Entries supplied:
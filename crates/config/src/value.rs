//! Populated configuration value tree.
//!
//! A `ConfigValue` is either a scalar or a table of named children. It mirrors
//! the shape of a schema field-for-field; a missing key stands for an unset
//! value. The loader produces trees through `loader::unmarshal`, and the
//! security scanner walks them.

use std::collections::BTreeMap;

use crate::constants::KEY_SEPARATOR;

/// A leaf value after type coercion.
#[derive(Debug, Clone, PartialEq, Eq)]
pub enum ScalarValue {
    Str(String),
    Int(i64),
    Bool(bool),
}

impl ScalarValue {
    /// True for the zero value of the scalar's type: `""`, `0` or `false`.
    pub fn is_zero(&self) -> bool {
        match self {
            ScalarValue::Str(s) => s.is_empty(),
            ScalarValue::Int(i) => *i == 0,
            ScalarValue::Bool(b) => !*b,
        }
    }
}

/// A node of a populated configuration tree.
#[derive(Debug, Clone, PartialEq, Eq)]
pub enum ConfigValue {
    Scalar(ScalarValue),
    Table(BTreeMap<String, ConfigValue>),
}

impl ConfigValue {
    /// Build a table node from `(key, value)` pairs.
    pub fn table<K, I>(entries: I) -> Self
    where
        K: Into<String>,
        I: IntoIterator<Item = (K, ConfigValue)>,
    {
        ConfigValue::Table(
            entries
                .into_iter()
                .map(|(key, value)| (key.into(), value))
                .collect(),
        )
    }

    /// An empty table.
    pub fn empty_table() -> Self {
        ConfigValue::Table(BTreeMap::new())
    }

    pub fn as_table(&self) -> Option<&BTreeMap<String, ConfigValue>> {
        match self {
            ConfigValue::Table(children) => Some(children),
            ConfigValue::Scalar(_) => None,
        }
    }

    pub fn as_str(&self) -> Option<&str> {
        match self {
            ConfigValue::Scalar(ScalarValue::Str(s)) => Some(s),
            _ => None,
        }
    }

    pub fn is_table(&self) -> bool {
        matches!(self, ConfigValue::Table(_))
    }

    /// Direct child of a table node. Scalars have no children.
    pub fn get(&self, key: &str) -> Option<&ConfigValue> {
        self.as_table().and_then(|children| children.get(key))
    }

    /// Follow a dotted path from this node.
    pub fn lookup(&self, path: &str) -> Option<&ConfigValue> {
        path.split(KEY_SEPARATOR)
            .try_fold(self, |node, segment| node.get(segment))
    }

    /// True when the value is the zero value of its type.
    ///
    /// A table is zero when every child is zero (an empty table included).
    pub fn is_zero(&self) -> bool {
        match self {
            ConfigValue::Scalar(scalar) => scalar.is_zero(),
            ConfigValue::Table(children) => children.values().all(ConfigValue::is_zero),
        }
    }

    /// Convert into a JSON value for typed deserialization.
    pub fn to_json(&self) -> serde_json::Value {
        match self {
            ConfigValue::Scalar(ScalarValue::Str(s)) => serde_json::Value::String(s.clone()),
            ConfigValue::Scalar(ScalarValue::Int(i)) => serde_json::Value::from(*i),
            ConfigValue::Scalar(ScalarValue::Bool(b)) => serde_json::Value::Bool(*b),
            ConfigValue::Table(children) => serde_json::Value::Object(
                children
                    .iter()
                    .map(|(key, value)| (key.clone(), value.to_json()))
                    .collect(),
            ),
        }
    }
}

impl From<ScalarValue> for ConfigValue {
    fn from(value: ScalarValue) -> Self {
        ConfigValue::Scalar(value)
    }
}

impl From<&str> for ConfigValue {
    fn from(value: &str) -> Self {
        ConfigValue::Scalar(ScalarValue::Str(value.to_string()))
    }
}

impl From<String> for ConfigValue {
    fn from(value: String) -> Self {
        ConfigValue::Scalar(ScalarValue::Str(value))
    }
}

impl From<i64> for ConfigValue {
    fn from(value: i64) -> Self {
        ConfigValue::Scalar(ScalarValue::Int(value))
    }
}

impl From<u16> for ConfigValue {
    fn from(value: u16) -> Self {
        ConfigValue::Scalar(ScalarValue::Int(i64::from(value)))
    }
}

impl From<bool> for ConfigValue {
    fn from(value: bool) -> Self {
        ConfigValue::Scalar(ScalarValue::Bool(value))
    }
}

#[cfg(test)]
mod tests {
    use super::*;

    fn sample() -> ConfigValue {
        ConfigValue::table([
            (
                "server",
                ConfigValue::table([
                    ("ip", ConfigValue::from("10.0.0.1")),
                    ("port", ConfigValue::from(9000i64)),
                ]),
            ),
            ("logging", ConfigValue::table([("json", ConfigValue::from(false))])),
        ])
    }

    #[test]
    fn test_lookup_follows_dotted_paths() {
        let tree = sample();
        assert_eq!(
            tree.lookup("server.ip").and_then(ConfigValue::as_str),
            Some("10.0.0.1")
        );
        assert!(tree.lookup("server.missing").is_none());
        assert!(tree.lookup("server.ip.deeper").is_none());
    }

    #[test]
    fn test_zero_values() {
        assert!(ConfigValue::from("").is_zero());
        assert!(ConfigValue::from(0i64).is_zero());
        assert!(ConfigValue::from(false).is_zero());
        assert!(ConfigValue::empty_table().is_zero());
        assert!(!ConfigValue::from("x").is_zero());
        assert!(!ConfigValue::from(1i64).is_zero());

        let tree = sample();
        assert!(tree.get("logging").unwrap().is_zero());
        assert!(!tree.get("server").unwrap().is_zero());
    }

    #[test]
    fn test_to_json_preserves_types() {
        let json = sample().to_json();
        assert_eq!(json["server"]["ip"], "10.0.0.1");
        assert_eq!(json["server"]["port"], 9000);
        assert_eq!(json["logging"]["json"], false);
    }
}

Task instructions: Reproduce, character for character, only the lines of the preceding data that start at the line with "value)| (key.clone(), value.to_json()))" and end at the line with "fn from(value: bool)", both included.

Response for this exercise:
                    .map(|(key, value)| (key.clone(), value.to_json()))
                    .collect(),
            ),
        }
    }
}

impl From<ScalarValue> for ConfigValue {
    fn from(value: ScalarValue) -> Self {
        ConfigValue::Scalar(value)
    }
}

impl From<&str> for ConfigValue {
    fn from(value: &str) -> Self {
        ConfigValue::Scalar(ScalarValue::Str(value.to_string()))
    }
}

impl From<String> for ConfigValue {
    fn from(value: String) -> Self {
        ConfigValue::Scalar(ScalarValue::Str(value))
    }
}

impl From<i64> for ConfigValue {
    fn from(value: i64) -> Self {
        ConfigValue::Scalar(ScalarValue::Int(value))
    }
}

impl From<u16> for ConfigValue {
    fn from(value: u16) -> Self {
        ConfigValue::Scalar(ScalarValue::Int(i64::from(value)))
    }
}

impl From<bool> for ConfigValue {
    fn from(value: bool) -> Self {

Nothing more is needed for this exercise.